Ambiance was a pleasant mix of pub and mid-level
restaurant. It is tough to judge a restaurant by its outside appearance
when one arrives in the dark, with deep snow banks, and an almost soft
dirt park lot.
space is a conglomeration of bathroom, coat rack, waiting area. Straight
ahead was a bright, TV-enhanced ten-stool bar, with two booths—a
welcoming lair for cold nights. We turned rightward into a 20x30 room
holding four booths and five tables. Two sets of folding double doors
allowed peering into a twin room.
Medium-brown wainscoting filled the bottom four feet of wall with
the remaining four feet wallpapered in grape leaf and vine motif. The twin
room used burgundy paint instead of wallpaper.
Light came from the six recessed ceiling lights as well as the four
sets of twin sconces—comfortably lit for atmosphere. And a couple
windows peered into the darkness but would have shown High Falls Rd and
Old State Route 32 if daylight had allowed.
Three tables were combined, with Chay and Mark taking the ends. A
dark cloth napkin held a knife and fork, with two tea votive candles set
inside glass bulbs.
Noise, at first, seemed problematic but either we accustomed to it
or it was not as noisy as first thought. Conversations were reasonably
audible, and then easily heard as the room thinned.
Dinner tab, with all included, came to a whopping $65
per couple, the second consecutive low cost event, with an interesting
contrast in restaurant styles from the month before at Cask and Rasher.
We had started at the Notars, their second hosting,
and DP8’s fourth ever hosting by our valued New DP8ers.
Mark and Joyce had prepared a welcome start for the evening
(although more than a couple of us realized too late that we had eaten
more than an appetizer’s share! Ha).
A bowl of nuts was the first welcome, but it was the next two that
stole the limelight. A round of baked brie, warmed to a languid drip-flow,
topped with honey and springs of rosemary, waited to be spread on the
toasted bread pieces, and then topped with the maple-coated toasted
walnuts. Oh my. And anyone not using a plate probably had to wipe cheese
off the counter or floor.
And Mark had made pretzel chunks, about an inch or more across,
soft and chewy, awaiting the mustard dip.
A variety of beer awaited the beer drinker or two, while a McGregor
2008 Cabernet Franc and a Ravines 2011 Chardonnay tempted the wine
Although the four of us had met only two weeks
previous, we had an evening full of talk and chat. Number one topic was
the rare Karnes mid-winter trip to Florida. Their adventure was
“enhanced” by aircraft mechanical problems, weather delays, finding a
hotel room on one’s own, and other ancillary inconveniences.

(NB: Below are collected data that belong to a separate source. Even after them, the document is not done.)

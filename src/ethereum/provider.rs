use alloy::{
    primitives::{Bytes, B256},
    providers::{Provider, ProviderBuilder, RootProvider},
    rpc::types::{TransactionReceipt, TransactionRequest},
    transports::http::{Client, Http},
};
use async_trait::async_trait;
use std::fmt::Debug;
use tracing::debug;

use crate::config::BindingConfig;
use crate::error::{BindingError, Result};
use crate::ethereum::Receipt;

/// The RPC collaborator a binding talks to. Errors it returns are passed to
/// callers untouched.
#[async_trait]
pub trait Transport: Debug + Send + Sync {
    /// `net_version` of the connected node
    async fn network_id(&self) -> Result<String>;

    /// Read-only `eth_call`
    async fn call(&self, request: &TransactionRequest) -> Result<Bytes>;

    /// `eth_sendTransaction`, signed by the node
    async fn send_transaction(&self, request: TransactionRequest) -> Result<B256>;

    async fn estimate_gas(&self, request: &TransactionRequest) -> Result<u64>;

    /// `None` while the transaction has not been mined
    async fn transaction_receipt(&self, hash: B256) -> Result<Option<Receipt>>;
}

/// Transport over an alloy HTTP provider
#[derive(Debug, Clone)]
pub struct RpcTransport {
    provider: RootProvider<Http<Client>>,
}

impl RpcTransport {
    pub fn new(rpc_url: &str) -> Result<Self> {
        let url = rpc_url
            .parse()
            .map_err(|e| BindingError::InvalidParams(format!("Invalid RPC URL '{}': {}", rpc_url, e)))?;
        let provider = ProviderBuilder::new().on_http(url);
        Ok(Self { provider })
    }

    pub fn from_config(config: &BindingConfig) -> Result<Self> {
        Self::new(&config.rpc_url)
    }

    pub fn provider(&self) -> &RootProvider<Http<Client>> {
        &self.provider
    }
}

#[async_trait]
impl Transport for RpcTransport {
    async fn network_id(&self) -> Result<String> {
        let version = self.provider.get_net_version().await?;
        Ok(version.to_string())
    }

    async fn call(&self, request: &TransactionRequest) -> Result<Bytes> {
        Ok(self.provider.call(request).await?)
    }

    async fn send_transaction(&self, request: TransactionRequest) -> Result<B256> {
        let pending = self.provider.send_transaction(request).await?;
        Ok(*pending.tx_hash())
    }

    async fn estimate_gas(&self, request: &TransactionRequest) -> Result<u64> {
        Ok(self.provider.estimate_gas(request).await?)
    }

    async fn transaction_receipt(&self, hash: B256) -> Result<Option<Receipt>> {
        let receipt = self.provider.get_transaction_receipt(hash).await?;
        debug!("Receipt probe for {}: found={}", hash, receipt.is_some());
        Ok(receipt.map(Receipt::from))
    }
}

impl From<TransactionReceipt> for Receipt {
    fn from(receipt: TransactionReceipt) -> Self {
        let logs = receipt
            .inner
            .logs()
            .iter()
            .map(|log| log.inner.clone())
            .collect();

        Self {
            transaction_hash: receipt.transaction_hash,
            block_number: receipt.block_number,
            contract_address: receipt.contract_address,
            status: receipt.status(),
            gas_used: receipt.gas_used as u64,
            logs,
        }
    }
}
use alloy::{
    primitives::{Address, Bytes, Log, B256},
    rpc::types::TransactionRequest,
};
use once_cell::sync::Lazy;
use regex::{Captures, Regex};
use serde_json::Value;
use std::collections::BTreeMap;
use std::sync::Arc;
use tracing::{debug, info};

use crate::config::BindingConfig;
use crate::error::{BindingError, Result};
use crate::ethereum::{
    abi::{resolve_function, Artifact, FunctionDescriptor, NetworkArtifact},
    codec,
    confirm::{self, SyncOptions},
    events::{self, DecodedEvent, EventTable},
    params::TxParams,
    provider::Transport,
    utils, Confirmation, Invocation,
};

/// Unlinked library slots in solc output: `__Name____...`
static LIBRARY_PLACEHOLDER: Lazy<Regex> =
    Lazy::new(|| Regex::new(r"__[^_]+_+").expect("placeholder pattern is valid"));

/// Same slots, capturing the library name for linking
static LIBRARY_SLOT: Lazy<Regex> =
    Lazy::new(|| Regex::new(r"__([^_]+)_*").expect("slot pattern is valid"));

/// Network ids tried, in order, when the node reports mainnet
const MAINNET_ALIASES: [&str; 3] = ["1", "live", "default"];

/// A contract abstraction bound to one artifact network. Deploys new
/// instances and hands out instances at known addresses.
#[derive(Debug, Clone)]
pub struct ContractClass {
    artifact: Arc<Artifact>,
    network_id: Option<String>,
    active: NetworkArtifact,
    defaults: TxParams,
    sync: SyncOptions,
    transport: Option<Arc<dyn Transport>>,
}

impl ContractClass {
    /// Binds `artifact` using `config`. The "default" network is loaded so the
    /// metadata is usable right away; unless `config.network` names one, the
    /// network id stays unset and is detected from the node on first use.
    pub fn new(artifact: Artifact, config: &BindingConfig) -> Result<Self> {
        let defaults = config
            .defaults
            .to_params()
            .map_err(|e| BindingError::InvalidParams(e.to_string()))?;

        let mut class = Self {
            active: artifact.network("default").cloned().unwrap_or_default(),
            artifact: Arc::new(artifact),
            network_id: None,
            defaults,
            sync: SyncOptions::from_config(config),
            transport: None,
        };

        if let Some(network) = &config.network {
            class.set_network(network)?;
        }

        Ok(class)
    }

    pub fn name(&self) -> &str {
        &self.artifact.contract_name
    }

    pub fn network_id(&self) -> Option<&str> {
        self.network_id.as_deref()
    }

    pub fn networks(&self) -> Vec<String> {
        self.artifact.network_ids()
    }

    pub fn network(&self) -> &NetworkArtifact {
        &self.active
    }

    pub fn address(&self) -> Option<Address> {
        self.active.address
    }

    pub fn events(&self) -> &EventTable {
        &self.active.events
    }

    pub fn links(&self) -> &BTreeMap<String, Address> {
        &self.active.links
    }

    pub fn sync_options(&self) -> &SyncOptions {
        &self.sync
    }

    pub fn set_sync_options(&mut self, sync: SyncOptions) {
        self.sync = sync;
    }

    pub fn set_provider(&mut self, transport: Arc<dyn Transport>) {
        self.transport = Some(transport);
    }

    pub fn provider(&self) -> Option<&Arc<dyn Transport>> {
        self.transport.as_ref()
    }

    /// Makes `network_id` the active network. ABI, bytecode, address, links
    /// and events are replaced together.
    pub fn set_network(&mut self, network_id: &str) -> Result<()> {
        let network = self
            .artifact
            .network(network_id)
            .ok_or_else(|| BindingError::UnknownNetwork {
                contract: self.name().to_string(),
                network: network_id.to_string(),
            })?;

        self.active = network.clone();
        self.network_id = Some(network_id.to_string());
        debug!("{} bound to network '{}'", self.name(), network_id);
        Ok(())
    }

    /// A copy of this class bound to `network_id`
    pub fn with_network(&self, network_id: &str) -> Result<Self> {
        let mut class = self.clone();
        class.set_network(network_id)?;
        Ok(class)
    }

    /// Picks the artifact network matching the node, unless one was chosen
    /// already.
    pub async fn detect_network(&mut self) -> Result<()> {
        if self.network_id.is_some() {
            return Ok(());
        }

        let transport = self.require_transport()?;
        let mut network_id = transport.network_id().await?;

        if network_id == "1" {
            if let Some(alias) = MAINNET_ALIASES
                .iter()
                .find(|id| self.artifact.network(id).is_some())
            {
                network_id = alias.to_string();
            }
        }

        self.set_network(&network_id)
    }

    /// Records the deployed address of library `name`
    pub fn link(&mut self, name: &str, address: Address) {
        debug!("Linking {} library {} at {}", self.name(), name, address);
        self.active.links.insert(name.to_string(), address);
    }

    pub fn link_all<I, S>(&mut self, libraries: I)
    where
        I: IntoIterator<Item = (S, Address)>,
        S: AsRef<str>,
    {
        for (name, address) in libraries {
            self.link(name.as_ref(), address);
        }
    }

    /// Links a deployed library class and learns its events
    pub fn link_contract(&mut self, library: &ContractClass) -> Result<()> {
        let address = library.address().ok_or_else(|| BindingError::LinkWithoutAddress {
            library: library.name().to_string(),
        })?;

        self.link(library.name(), address);
        self.active.events.extend(library.events());
        Ok(())
    }

    /// Creation bytecode with every linked library placeholder filled in
    pub fn binary(&self) -> Option<String> {
        let binary = self.active.unlinked_binary.as_deref()?;
        let links = &self.active.links;

        let linked = LIBRARY_SLOT.replace_all(binary, |caps: &Captures| match links.get(&caps[1]) {
            Some(address) => hex::encode(address),
            None => caps[0].to_string(),
        });

        Some(linked.into_owned())
    }

    /// Merges `params` into the class defaults and returns the result
    pub fn defaults(&mut self, params: &TxParams) -> &TxParams {
        self.defaults = self.defaults.merge(params);
        &self.defaults
    }

    pub fn class_defaults(&self) -> &TxParams {
        &self.defaults
    }

    /// Builds the contract creation request. Every configuration problem is
    /// reported here, before anything reaches the provider.
    pub fn deploy_request(&self, args: &[Value], options: &TxParams) -> Result<TransactionRequest> {
        self.require_transport()?;

        let binary = self.binary().ok_or_else(|| BindingError::MissingBinary {
            contract: self.name().to_string(),
        })?;

        let unresolved = unresolved_libraries(&binary);
        if !unresolved.is_empty() {
            return Err(BindingError::UnresolvedLibraries {
                contract: self.name().to_string(),
                libraries: unresolved.join(", "),
            });
        }

        // Explicit `data` stands in for the binary; constructor arguments
        // are appended either way.
        let params = self.defaults.merge(options);
        let mut code = match &params.data {
            Some(data) => data.to_vec(),
            None => hex::decode(binary.trim_start_matches("0x"))
                .map_err(|e| BindingError::Artifact(format!("bytecode is not hex: {}", e)))?,
        };
        code.extend_from_slice(&codec::encode_constructor_args(
            self.active.abi.constructor(),
            args,
        )?);

        Ok(params.into_request(None, Bytes::from(code)))
    }

    /// Deploys a new instance and waits for the creation receipt
    pub async fn deploy(&self, args: &[Value], options: &TxParams) -> Result<ContractInstance> {
        let request = self.deploy_request(args, options)?;
        let transport = self.require_transport()?;

        let tx = transport.send_transaction(request).await?;
        info!("Deploying {} in transaction {}", self.name(), tx);

        let receipt = confirm::wait_for_receipt(transport.as_ref(), tx, &self.sync).await?;
        let address = receipt
            .contract_address
            .ok_or(BindingError::MissingContractAddress { tx })?;
        info!("{} deployed at {}", self.name(), address);

        let mut instance = self.instance_at(address);
        instance.transaction_hash = Some(tx);
        Ok(instance)
    }

    /// `deploy` for positional JSON callers: a trailing options object is
    /// split off the constructor arguments.
    pub async fn deploy_positional(&self, args: Vec<Value>) -> Result<ContractInstance> {
        let (args, options) = split_options(args)?;
        self.deploy(&args, &options).await
    }

    /// Instance at `address`, which must be a 42 character hex string
    pub fn at(&self, address: &str) -> Result<ContractInstance> {
        let address = utils::validate_address(address).map_err(|_| BindingError::InvalidAddress {
            contract: self.name().to_string(),
            address: address.to_string(),
        })?;
        Ok(self.instance_at(address))
    }

    /// Instance at the active network's recorded address
    pub fn deployed(&self) -> Result<ContractInstance> {
        let address = self.address().ok_or_else(|| BindingError::NotDeployed {
            contract: self.name().to_string(),
        })?;
        Ok(self.instance_at(address))
    }

    pub fn instance_at(&self, address: Address) -> ContractInstance {
        ContractInstance {
            contract_name: self.name().to_string(),
            network: Arc::new(self.active.clone()),
            address,
            transaction_hash: None,
            defaults: self.defaults.clone(),
            sync: self.sync,
            transport: self.transport.clone(),
        }
    }

    fn require_transport(&self) -> Result<&Arc<dyn Transport>> {
        self.transport.as_ref().ok_or_else(|| BindingError::MissingProvider {
            contract: self.name().to_string(),
        })
    }
}

/// Library names still waiting for an address, sorted and deduplicated
pub fn unresolved_libraries(binary: &str) -> Vec<String> {
    let mut names: Vec<String> = LIBRARY_PLACEHOLDER
        .find_iter(binary)
        .map(|m| m.as_str().replace('_', ""))
        .collect();
    names.sort();
    names.dedup();
    names
}

fn split_options(args: Vec<Value>) -> Result<(Vec<Value>, TxParams)> {
    let (args, options) = utils::split_trailing_options(args);
    let options = match options {
        Some(options) => TxParams::from_json(&options)?,
        None => TxParams::default(),
    };
    Ok((args, options))
}

/// A contract at a known address. Every ABI function is reachable by name;
/// constant functions are answered with `eth_call`, the rest are submitted as
/// transactions and tracked until mined.
#[derive(Debug, Clone)]
pub struct ContractInstance {
    contract_name: String,
    network: Arc<NetworkArtifact>,
    address: Address,
    transaction_hash: Option<B256>,
    defaults: TxParams,
    sync: SyncOptions,
    transport: Option<Arc<dyn Transport>>,
}

impl ContractInstance {
    pub fn address(&self) -> Address {
        self.address
    }

    /// Creation transaction, for instances returned by `deploy`
    pub fn transaction_hash(&self) -> Option<B256> {
        self.transaction_hash
    }

    pub fn contract_name(&self) -> &str {
        &self.contract_name
    }

    pub fn functions(&self) -> Vec<FunctionDescriptor<'_>> {
        self.network.functions().collect()
    }

    pub fn function(&self, name: &str, arity: usize) -> Result<FunctionDescriptor<'_>> {
        resolve_function(&self.network.abi, name, arity).ok_or_else(|| BindingError::UnknownFunction {
            contract: self.contract_name.clone(),
            function: name.to_string(),
        })
    }

    pub fn events(&self) -> &EventTable {
        &self.network.events
    }

    /// The request an invocation would dispatch, without sending it. The
    /// encoded call always wins over a `data` option.
    pub fn request(&self, name: &str, args: &[Value], options: &TxParams) -> Result<TransactionRequest> {
        let function = self.function(name, args.len())?;
        let calldata = codec::encode_function_call(function.function(), args)?;
        Ok(self.defaults.merge(options).into_request(Some(self.address), calldata))
    }

    /// Runs `name` through `eth_call`, whatever its mutability
    pub async fn call(&self, name: &str, args: &[Value], options: &TxParams) -> Result<Value> {
        let function = self.function(name, args.len())?;
        let request = self.request(name, args, options)?;
        let output = self.require_transport()?.call(&request).await?;
        codec::decode_function_result(function.function(), &output)
    }

    /// Submits `name` as a transaction and returns its hash without waiting
    pub async fn send_transaction(&self, name: &str, args: &[Value], options: &TxParams) -> Result<B256> {
        let request = self.request(name, args, options)?;
        let tx = self.require_transport()?.send_transaction(request).await?;
        info!("{}.{} submitted in transaction {}", self.contract_name, name, tx);
        Ok(tx)
    }

    pub async fn estimate_gas(&self, name: &str, args: &[Value], options: &TxParams) -> Result<u64> {
        let request = self.request(name, args, options)?;
        self.require_transport()?.estimate_gas(&request).await
    }

    /// Submits `name` and waits for the transaction to be mined
    pub async fn transact(&self, name: &str, args: &[Value], options: &TxParams) -> Result<Confirmation> {
        let tx = self.send_transaction(name, args, options).await?;
        self.synchronize(tx).await
    }

    /// Waits for `tx` with this instance's timeout, interval and event table
    pub async fn synchronize(&self, tx: B256) -> Result<Confirmation> {
        let transport = self.require_transport()?;
        confirm::synchronize(
            transport.as_ref(),
            tx,
            &self.sync,
            &self.network.events,
            Some(self.address),
        )
        .await
    }

    /// Calls constant functions and transacts the others
    pub async fn invoke(&self, name: &str, args: &[Value], options: &TxParams) -> Result<Invocation> {
        if self.function(name, args.len())?.constant() {
            self.call(name, args, options).await.map(Invocation::Output)
        } else {
            self.transact(name, args, options).await.map(Invocation::Transaction)
        }
    }

    /// `invoke` for positional JSON callers: a trailing object that is not a
    /// big number is taken as the transaction options.
    pub async fn invoke_positional(&self, name: &str, args: Vec<Value>) -> Result<Invocation> {
        let (args, options) = split_options(args)?;
        self.invoke(name, &args, &options).await
    }

    pub fn decode_logs(&self, logs: &[Log]) -> Vec<DecodedEvent> {
        events::decode_logs(&self.network.events, logs)
    }

    fn require_transport(&self) -> Result<&Arc<dyn Transport>> {
        self.transport.as_ref().ok_or_else(|| BindingError::MissingProvider {
            contract: self.contract_name.clone(),
        })
    }
}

And the six weeks of brutal Arctic weather was drawing to a close,
we were promised. Greater than usual fuel usage, five foot deep frost,
dog-walking issues, staying comfortabl—all have been daily topics. Good
bye, February; and, Spring, get your arse in gear!
The Quinns and Teators had attended Pat Hoffman’s funeral, and
the ensuing lunch get-together. We chuckled when the guest speaker (Chris
H) told of his favorite teacher (of course, Kerry was sitting there to
soak in the announcement of his name)!
Other topics included: a smaller hot tub, the healing of the
missing toe nail, HS baseball season, the Quinns’ dog-walking, the
perils of raising HS and beyond kids, Conor’s teaching experiences,
Daylight Savings Time, C-D stuff (thank you, Kerry, for reminding us
retirees why we should not pine to return!), online curriculum uselessness
again, skiing, the whereabouts of the Monteverds and Adamses, a possible
Adams visit next month, Catskill HS doings, Joyce’s upcoming France trip
(and Mark, too), our enjoyment of visiting a restaurant we keep meaning to
try, ...), and more to make an evening pleasant and laugh-provoking.